Trying to Fix Others to Make Yourself Feel Better

When I met my husband, he was going through a divorce. He’d recently moved with multiple pets into an old, crumbling house that had been a college rental for years.  The pets were insane and both the house and yard were a wreck which nobody had attended to for years.  The hedges were overgrown, the yard was weedy and full of construction dirt from his first major attempt at fixing the foundation.  His personal life as well as the house, the yard, the hedges were all a big, wild mess.

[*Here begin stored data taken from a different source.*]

use chrono::{NaiveDateTime, Utc};
use uuid::Uuid;
use serde::{Deserialize, Serialize};
use crate::books::dto::BookDto;
use crate::core::domain::Identifiable;
use crate::core::library::{OrderStatus, PaymentStatus};
use crate::utils::date::serializer;

#[derive(Debug, PartialEq, Clone, Serialize, Deserialize)]
pub(crate) struct OrderLine {
    // absent for requests of titles outside the catalog
    #[serde(default, skip_serializing_if = "Option::is_none")]
    pub book_id: Option<String>,
    pub title: String,
    pub author: String,
    #[serde(default, skip_serializing_if = "Option::is_none")]
    pub supplier_id: Option<String>,
    pub price_cents: i64,
}

impl OrderLine {
    pub fn requested(title: &str, author: &str) -> Self {
        Self {
            book_id: None,
            title: title.trim().to_string(),
            author: author.trim().to_string(),
            supplier_id: None,
            price_cents: 0,
        }
    }
}

impl From<&BookDto> for OrderLine {
    fn from(book: &BookDto) -> Self {
        Self {
            book_id: Some(book.book_id.to_string()),
            title: book.title.to_string(),
            author: book.author.to_string(),
            supplier_id: book.supplier_id.clone(),
            price_cents: book.price_cents,
        }
    }
}

#[derive(Debug, PartialEq, Clone, Serialize, Deserialize)]
pub(crate) struct OrderEntity {
    pub order_id: String,
    pub version: i64,
    pub branch_id: String,
    pub student_id: String,
    pub order_lines: Vec<OrderLine>,
    pub total_cents: i64,
    pub order_status: OrderStatus,
    pub payment_status: PaymentStatus,
    #[serde(with = "serializer")]
    pub ordered_at: NaiveDateTime,
    #[serde(with = "serializer")]
    pub created_at: NaiveDateTime,
    #[serde(with = "serializer")]
    pub updated_at: NaiveDateTime,
}

impl OrderEntity {
    pub fn new(branch_id: &str, student_id: &str, order_lines: Vec<OrderLine>) -> Self {
        let now = Utc::now().naive_utc();
        Self {
            order_id: Uuid::new_v4().to_string(),
            version: 0,
            branch_id: branch_id.to_string(),
            student_id: student_id.to_string(),
            total_cents: order_lines.iter().map(|l| l.price_cents).sum(),
            order_lines,
            order_status: OrderStatus::Pending,
            payment_status: PaymentStatus::Unpaid,
            ordered_at: now,
            created_at: now,
            updated_at: now,
        }
    }
}

impl Identifiable for OrderEntity {
    fn id(&self) -> String {
        self.order_id.to_string()
    }

    fn version(&self) -> i64 {
        self.version
    }
}

#[cfg(test)]
mod tests {
    use crate::core::library::{OrderStatus, PaymentStatus};
    use crate::orders::domain::model::{OrderEntity, OrderLine};

    #[tokio::test]
    async fn test_should_total_order_lines() {
        let mut priced = OrderLine::requested("Dune", "Frank Herbert");
        priced.price_cents = 1250;
        let order = OrderEntity::new("main", "student", vec![priced, OrderLine::requested("Emma", "Jane Austen")]);
        assert_eq!(1250, order.total_cents);
        assert_eq!(OrderStatus::Pending, order.order_status);
        assert_eq!(PaymentStatus::Unpaid, order.payment_status);
    }
}
use async_trait::async_trait;
use serde::{Deserialize, Serialize};
use crate::core::command::{Command, CommandError};
use crate::orders::domain::OrderService;
use crate::orders::dto::OrderDto;

pub(crate) struct RequestBookCommand {
    order_service: Box<dyn OrderService>,
}

impl RequestBookCommand {
    pub(crate) fn new(order_service: Box<dyn OrderService>) -> Self {
        Self {
            order_service,
        }
    }
}

#[derive(Debug, Deserialize)]
pub(crate) struct RequestBookCommandRequest {
    #[serde(default)]
    pub student_id: String,
    pub title: String,
    pub author: String,
}

#[derive(Debug, Serialize)]
pub(crate) struct RequestBookCommandResponse {
    pub order: OrderDto,
}

#[async_trait]
impl Command<RequestBookCommandRequest, RequestBookCommandResponse> for RequestBookCommand {
    async fn execute(&self, req: RequestBookCommandRequest) -> Result<RequestBookCommandResponse, CommandError> {
        self.order_service.request_book(req.student_id.as_str(), req.title.as_str(), req.author.as_str())
            .await.map_err(CommandError::from).map(|order| RequestBookCommandResponse { order })
    }
}

#[cfg(test)]
mod tests {
    use uuid::Uuid;
    use crate::accounts::factory::create_account_service;
    use crate::core::command::Command;
    use crate::core::domain::Configuration;
    use crate::core::repository::RepositoryStore;
    use crate::orders::command::request_book_cmd::{RequestBookCommand, RequestBookCommandRequest};
    use crate::orders::factory;

    #[tokio::test]
    async fn test_should_run_request_book() {
        let config = Configuration::new("test");
        let number = format!("S-{}", Uuid::new_v4());
        let student = create_account_service(&config, RepositoryStore::InMemory).await
            .register_student(number.as_str(), "Ada", format!("{}@uni.edu", number).as_str(), "pw")
            .await.expect("should register");
        let cmd = RequestBookCommand::new(factory::create_order_service(&config, RepositoryStore::InMemory).await);
        let req = RequestBookCommandRequest {
            student_id: student.member_id.to_string(),
            title: "Snow Crash".to_string(),
            author: "Neal Stephenson".to_string(),
        };
        let res = cmd.execute(req).await.expect("should request book");
        assert_eq!(student.member_id, res.order.student_id);
        assert_eq!(0, res.order.total_cents);
    }
}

Within a short time of moving in, a neighbor knocked on his door.  She lived more than a block down the street in an extremely tidy house with an equally tidy yard.  She announced that she and “the other neighbors” had been talking about his messy yard, and that it bothered all of them.  At one point in the conversation, she said to him, “I don’t know if you are depressed, or what is going on in your life, but if you cleaned up your hedges and your yard, you might feel better about yourself.”  He responded quickly with, “No, you would feel better if I cleaned up my hedges and my yard.”  This comment cut right through to the heart of the matter: she did not care what my husband was going through, she just wanted him to change his property’s appearance to suit her desire for tidiness and order.  She said that maybe she would come back one day and weed his yard.  While she never actually did so, her response made clear that she had such a strong desire to not have to look at my husband’s messy yard that she was willing to put a great effort into changing it to look how she wanted it to look.

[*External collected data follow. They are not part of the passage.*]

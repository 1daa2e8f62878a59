pub mod ddb_order_repository;

use std::collections::HashMap;
use async_trait::async_trait;
use crate::core::library::{LibraryResult, OrderStatus};
use crate::core::repository::{query_all, Repository};
use crate::orders::domain::model::OrderEntity;
use crate::utils::memdb::MemRepository;

// Orders are indexed by (order_status, ordered_at).
#[async_trait]
pub(crate) trait OrderRepository: Repository<OrderEntity> {
    async fn find_by_status(&self, status: OrderStatus, student_id: Option<&str>) -> LibraryResult<Vec<OrderEntity>> {
        let mut predicate = HashMap::from([("order_status".to_string(), status.to_string())]);
        if let Some(student_id) = student_id {
            predicate.insert("student_id".to_string(), student_id.to_string());
        }
        query_all(self, &predicate).await
    }

    // across every status, in no particular order
    async fn find_all(&self, student_id: Option<&str>) -> LibraryResult<Vec<OrderEntity>> {
        let mut orders = vec![];
        for status in OrderStatus::all() {
            orders.extend(self.find_by_status(status, student_id).await?);
        }
        Ok(orders)
    }
}

impl OrderRepository for MemRepository<OrderEntity> {}
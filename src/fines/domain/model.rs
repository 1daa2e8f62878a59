use chrono::{NaiveDateTime, Utc};
use uuid::Uuid;
use serde::{Deserialize, Serialize};
use crate::core::domain::Identifiable;
use crate::core::library::PaymentStatus;
use crate::utils::date::{opt_serializer, serializer};

#[derive(Debug, PartialEq, Clone, Serialize, Deserialize)]
pub(crate) struct FineEntity {
    pub fine_id: String,
    pub version: i64,
    pub student_id: String,
    pub borrow_id: String,
    pub amount_cents: i64,
    pub reason: String,
    pub payment_status: PaymentStatus,
    #[serde(with = "serializer")]
    pub assessed_at: NaiveDateTime,
    #[serde(default, with = "opt_serializer", skip_serializing_if = "Option::is_none")]
    pub paid_at: Option<NaiveDateTime>,
    #[serde(with = "serializer")]
    pub created_at: NaiveDateTime,
    #[serde(with = "serializer")]
    pub updated_at: NaiveDateTime,
}

impl FineEntity {
    pub fn new(student_id: &str, borrow_id: &str, amount_cents: i64, reason: &str) -> Self {
        Self {
            fine_id: Uuid::new_v4().to_string(),
            version: 0,
            student_id: student_id.to_string(),
            borrow_id: borrow_id.to_string(),
            amount_cents,
            reason: reason.to_string(),
            payment_status: PaymentStatus::Unpaid,
            assessed_at: Utc::now().naive_utc(),
            paid_at: None,
            created_at: Utc::now().naive_utc(),
            updated_at: Utc::now().naive_utc(),
        }
    }

    pub fn is_paid(&self) -> bool {
        self.payment_status == PaymentStatus::Paid
    }
}

impl Identifiable for FineEntity {
    fn id(&self) -> String {
        self.fine_id.to_string()
    }

    fn version(&self) -> i64 {
        self.version
    }
}

#[cfg(test)]
mod tests {
    use crate::core::library::PaymentStatus;
    use crate::fines::domain::model::FineEntity;

    #[tokio::test]
    async fn test_should_serialize_unpaid_fine_without_paid_at() {
        let fine = FineEntity::new("student", "borrow", 3000, "Overdue by 3 days");
        assert_eq!(PaymentStatus::Unpaid, fine.payment_status);
        assert!(!fine.is_paid());
        let doc = serde_json::to_value(&fine).expect("should serialize");
        assert!(doc.get("paid_at").is_none());
        let back: FineEntity = serde_json::from_value(doc).expect("should deserialize");
        assert_eq!(fine, back);
    }
}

Years later, we found out that this woman’s personal life was much messier, dangerous and out of her control than my husband’s yard was.  Inside her home with its orderly, perfect exterior was a frightening interior overrun with severe domestic violence that she was unable to escape from, change, or control.  The messy yards and the loud children and the wilder people in her neighborhood were too much for her to bear because they reminded her that she was not in control of her life.  She was doing her best to find some sense of order and sanity by trying to get others to clean up their acts; it was too overwhelming, painful, and seemingly impossible to clean up hers.  She was so attached to her role of sane person in control that she couldn’t reveal to anyone that her life was exactly the opposite.  She needed help but instead of asking for it, she tried to alter everyone else so that she could look outside of her turmoil and see a sane world.

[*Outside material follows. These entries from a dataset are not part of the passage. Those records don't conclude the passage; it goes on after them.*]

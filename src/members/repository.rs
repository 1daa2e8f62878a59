pub(crate) mod ddb_member_repository;
pub(crate) mod ddb_session_repository;

use std::collections::HashMap;
use async_trait::async_trait;
use chrono::NaiveDateTime;
use crate::core::library::{LibraryResult, Role};
use crate::core::repository::{query_all, Repository};
use crate::members::domain::model::{MemberEntity, SessionEntity};
use crate::utils::date::format_date;
use crate::utils::memdb::MemRepository;

#[async_trait]
pub(crate) trait MemberRepository: Repository<MemberEntity> {
    async fn find_by_username(&self, role: Role, username: &str) -> LibraryResult<Option<MemberEntity>> {
        let predicate = HashMap::from([
            ("member_role".to_string(), role.to_string()),
            ("username".to_string(), username.trim().to_string()),
        ]);
        let res = self.query(&predicate, None, 2).await?;
        Ok(res.records.into_iter().next())
    }

    async fn find_by_email(&self, role: Role, email: &str) -> LibraryResult<Option<MemberEntity>> {
        let predicate = HashMap::from([
            ("member_role".to_string(), role.to_string()),
            ("email".to_string(), email.trim().to_lowercase()),
        ]);
        Ok(query_all(self, &predicate).await?.into_iter().next())
    }
}

#[async_trait]
pub(crate) trait SessionRepository: Repository<SessionEntity> {
    // removes sessions of the member that expired before `now`
    async fn purge_expired(&self, member_id: &str, now: NaiveDateTime) -> LibraryResult<usize> {
        let predicate = HashMap::from([
            ("member_id".to_string(), member_id.to_string()),
            ("expires_at:<=".to_string(), format_date(now)),
        ]);
        let mut removed = 0;
        for session in query_all(self, &predicate).await? {
            removed += self.delete(session.session_id.as_str()).await?;
        }
        Ok(removed)
    }
}

impl MemberRepository for MemRepository<MemberEntity> {}

impl SessionRepository for MemRepository<SessionEntity> {}
use async_trait::async_trait;
use serde::{Deserialize, Serialize};
use crate::circulation::domain::CirculationService;
use crate::circulation::dto::BorrowDto;
use crate::core::command::{Command, CommandError};

pub(crate) struct ReportLostCommand {
    circulation_service: Box<dyn CirculationService>,
}

impl ReportLostCommand {
    pub(crate) fn new(circulation_service: Box<dyn CirculationService>) -> Self {
        Self {
            circulation_service,
        }
    }
}

#[derive(Debug, Deserialize)]
pub(crate) struct ReportLostCommandRequest {
    pub borrow_id: String,
}

#[derive(Debug, Serialize)]
pub(crate) struct ReportLostCommandResponse {
    pub borrow: BorrowDto,
}

#[async_trait]
impl Command<ReportLostCommandRequest, ReportLostCommandResponse> for ReportLostCommand {
    async fn execute(&self, req: ReportLostCommandRequest) -> Result<ReportLostCommandResponse, CommandError> {
        self.circulation_service.report_lost(req.borrow_id.as_str())
            .await.map_err(CommandError::from).map(|borrow| ReportLostCommandResponse { borrow })
    }
}

#[cfg(test)]
mod tests {
    use uuid::Uuid;
    use crate::accounts::factory::create_account_service;
    use crate::books::domain::model::BookEntity;
    use crate::books::dto::BookDto;
    use crate::catalog::factory::create_catalog_service;
    use crate::circulation::command::report_lost_cmd::{ReportLostCommand, ReportLostCommandRequest};
    use crate::circulation::factory;
    use crate::core::command::Command;
    use crate::core::domain::Configuration;
    use crate::core::library::BorrowStatus;
    use crate::core::repository::RepositoryStore;

    #[tokio::test]
    async fn test_should_run_report_lost() {
        let config = Configuration::new("test");
        let number = format!("S-{}", Uuid::new_v4());
        let student = create_account_service(&config, RepositoryStore::InMemory).await
            .register_student(number.as_str(), "Ada", format!("{}@uni.edu", number).as_str(), "pw")
            .await.expect("should register");
        let book = create_catalog_service(&config, RepositoryStore::InMemory).await
            .add_book(&BookDto::from(&BookEntity::new("test", format!("Book {}", number).as_str(), "Author", 2, 4200)))
            .await.expect("should add book");
        let svc = factory::create_circulation_service(&config, RepositoryStore::InMemory).await;
        let borrow = svc.borrow(student.member_id.as_str(), book.book_id.as_str()).await.expect("should borrow");
        let res = ReportLostCommand::new(svc).execute(ReportLostCommandRequest { borrow_id: borrow.borrow_id.to_string() })
            .await.expect("should report lost");
        assert_eq!(BorrowStatus::Lost, res.borrow.borrow_status);
        assert_eq!(4200, res.borrow.fine_cents);
    }
}
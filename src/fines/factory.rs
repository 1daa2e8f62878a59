use crate::core::domain::Configuration;
use crate::core::repository::RepositoryStore;
use crate::fines::domain::FineService;
use crate::fines::domain::model::FineEntity;
use crate::fines::domain::service::FineServiceImpl;
use crate::fines::repository::ddb_fine_repository::DDBFineRepository;
use crate::fines::repository::FineRepository;
use crate::gateway::factory::create_publisher;
use crate::utils::ddb::{build_db_client, create_table};
use crate::utils::memdb::MemRepository;

pub(crate) async fn create_fine_repository(store: RepositoryStore) -> Box<dyn FineRepository> {
    match store {
        RepositoryStore::DynamoDB => {
            let client = build_db_client(store).await;
            Box::new(DDBFineRepository::new(client, "fines", "fines_ndx"))
        }
        RepositoryStore::LocalDynamoDB => {
            let client = build_db_client(store).await;
            let _ = create_table(&client, "fines", "fine_id", "student_id", "payment_status").await;
            Box::new(DDBFineRepository::new(client, "fines", "fines_ndx"))
        }
        RepositoryStore::InMemory => {
            Box::new(MemRepository::<FineEntity>::new("fines", "fine_id", "student_id", "payment_status", None))
        }
    }
}

pub(crate) async fn create_fine_service(_config: &Configuration, store: RepositoryStore) -> Box<dyn FineService> {
    let fine_repo = create_fine_repository(store).await;
    let publisher = create_publisher(store.gateway_publisher()).await;
    Box::new(FineServiceImpl::new(fine_repo, publisher))
}
use async_trait::async_trait;
use crate::core::library::LibraryError;

#[derive(Debug)]
pub enum CommandError {
    Access {
        message: String,
        reason_code: Option<String>,
    },
    Database {
        message: String,
        reason_code: Option<String>,
        retryable: bool,
    },
    DuplicateKey {
        message: String,
    },
    NotFound {
        message: String,
    },
    Runtime {
        message: String,
        reason_code: Option<String>,
        retryable: bool,
    },
    Serialization {
        message: String,
    },
    Validation {
        message: String,
        reason_code: Option<String>,
    },
    Other {
        message: String,
        reason_code: Option<String>,
    },
}

#[async_trait]
pub trait Command<Request, Response> {
    async fn execute(&self, req: Request) -> Result<Response, CommandError>;
}

impl From<LibraryError> for CommandError {
    fn from(other: LibraryError) -> Self {
        match other {
            LibraryError::Database { message, reason_code, retryable } => {
                CommandError::Database { message, reason_code, retryable }
            }
            LibraryError::AccessDenied { message, reason_code } => {
                CommandError::Access { message, reason_code }
            }
            LibraryError::NotGranted { message, reason_code } => {
                CommandError::Access { message, reason_code }
            }
            LibraryError::DuplicateKey { message } => {
                CommandError::DuplicateKey { message }
            }
            LibraryError::NotFound { message } => {
                CommandError::NotFound { message }
            }
            LibraryError::CurrentlyUnavailable { message, reason_code, retryable } => {
                CommandError::Runtime { message, reason_code, retryable }
            }
            LibraryError::Validation { message, reason_code } => {
                CommandError::Validation { message, reason_code }
            }
            LibraryError::Serialization { message } => {
                CommandError::Serialization { message }
            }
            LibraryError::Runtime { message, reason_code } => {
                CommandError::Runtime { message, reason_code, retryable: false }
            }
        }
    }
}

There are many ways that we might have a little bit of this neighbor in ourselves when we try to get others to do things that would make us feel better about ourselves, but we frame those things as being better for them.  We might even throw an ultimatum in there, to get them to make those changes.  Doing this often ends in frustration because it is impossible get people to change to suit us.  Instead of attempting the impossible, look within and ask, “Is this really something that would be good for me, would make me feel better?”  If you are trying to get someone to do something for “their own good,” whether they are your partner, friend, child, ask yourself, “Would I feel better if they did this?”  If the answer is yes, the next question to ask is, “What feels bad in me that needs to feel better?”

Let’s say that you are trying to get your reluctant partner to get therapy, because you think it would make them feel better (but actually you are hoping it will make them act better).  Would you feel better if your partner got therapy?  If so, then something in you is feeling bad in the relationship.  What is that thing that feels bad?  Do you feel unheard because your partner doesn’t listen to you?  Do you feel ignored because your partner is too distracted: by work; by pot; by the Internet; by something other than the relationship?  Do you feel shut out because your partner can’t share their feelings with you?  What part of you is attracted to this sort of relationship to begin with?  You might have some success in getting your partner to go to therapy, and maybe your partner will come out of it as a better listener who is more attentive and who can share their feelings with you, but unless you address and change the internal part of you that fits the bad listener who is inattentive and withholds feelings, your partner will no longer fit, and the relationship will end.  You can’t make your partner change to become the person you wish you were with, but you can change yourself.  It is work well worth your time and the rewards surpass the effort.